Prompt: What you return should be every line of the material, unchanged.

Data to examine:
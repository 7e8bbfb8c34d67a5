use bem_core::assembly::assemble_operator;
use bem_core::config::EngineConfig;
use bem_core::fmm::fmm_matvec;
use bem_core::kernel::LaplaceSingle3D;
use bem_core::mesh::{facet_info_table, DofMap};
use bem_core::shapes::regular_sphere;
use bem_core::tensor::Vector;
use criterion::{criterion_group, criterion_main, Criterion};
use rand::{rngs::StdRng, Rng, SeedableRng};

pub fn dense_assembly_benchmark(c: &mut Criterion) {
    let mut group = c.benchmark_group("dense_assembly");
    group.sample_size(10);

    for level in 1..3 {
        let facets = regular_sphere(level, 1.0);
        let infos = facet_info_table(&facets).unwrap();
        let dofmap = DofMap::<3>::new(infos.len());
        let config = EngineConfig::default();

        group.bench_function(format!("assemble {} facets", infos.len()), |b| {
            b.iter(|| assemble_operator(&infos, &dofmap, &LaplaceSingle3D, &config))
        });
    }
    group.finish();
}

pub fn fmm_matvec_benchmark(c: &mut Criterion) {
    let mut group = c.benchmark_group("fmm_matvec");
    group.sample_size(10);

    let mut rng = StdRng::seed_from_u64(42);
    for n in [500usize, 2000] {
        let points: Vec<Vector<3>> =
            (0..n).map(|_| Vector([rng.gen::<f64>(), rng.gen::<f64>(), rng.gen::<f64>()])).collect();
        let charges: Vec<f64> = (0..n).map(|_| rng.gen::<f64>() - 0.5).collect();
        let config = EngineConfig::default();

        group.bench_function(format!("fmm matvec, {n} points"), |b| {
            b.iter(|| fmm_matvec(&points, &charges, &points, &LaplaceSingle3D, &config))
        });
    }
    group.finish();
}

criterion_group!(benches, dense_assembly_benchmark, fmm_matvec_benchmark);
criterion_main!(benches);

Answer to the problem:
repository 7e8bbfb8c34d67a5
use bem_core::assembly::assemble_operator;
use bem_core::config::EngineConfig;
use bem_core::fmm::fmm_matvec;
use bem_core::kernel::LaplaceSingle3D;
use bem_core::mesh::{facet_info_table, DofMap};
use bem_core::shapes::regular_sphere;
use bem_core::tensor::Vector;
use criterion::{criterion_group, criterion_main, Criterion};
use rand::{rngs::StdRng, Rng, SeedableRng};

pub fn dense_assembly_benchmark(c: &mut Criterion) {
    let mut group = c.benchmark_group("dense_assembly");
    group.sample_size(10);

    for level in 1..3 {
        let facets = regular_sphere(level, 1.0);
        let infos = facet_info_table(&facets).unwrap();
        let dofmap = DofMap::<3>::new(infos.len());
        let config = EngineConfig::default();

        group.bench_function(format!("assemble {} facets", infos.len()), |b| {
            b.iter(|| assemble_operator(&infos, &dofmap, &LaplaceSingle3D, &config))
        });
    }
    group.finish();
}

pub fn fmm_matvec_benchmark(c: &mut Criterion) {
    let mut group = c.benchmark_group("fmm_matvec");
    group.sample_size(10);

    let mut rng = StdRng::seed_from_u64(42);
    for n in [500usize, 2000] {
        let points: Vec<Vector<3>> =
            (0..n).map(|_| Vector([rng.gen::<f64>(), rng.gen::<f64>(), rng.gen::<f64>()])).collect();
        let charges: Vec<f64> = (0..n).map(|_| rng.gen::<f64>() - 0.5).collect();
        let config = EngineConfig::default();

        group.bench_function(format!("fmm matvec, {n} points"), |b| {
            b.iter(|| fmm_matvec(&points, &charges, &points, &LaplaceSingle3D, &config))
        });
    }
    group.finish();
}

criterion_group!(benches, dense_assembly_benchmark, fmm_matvec_benchmark);
criterion_main!(benches);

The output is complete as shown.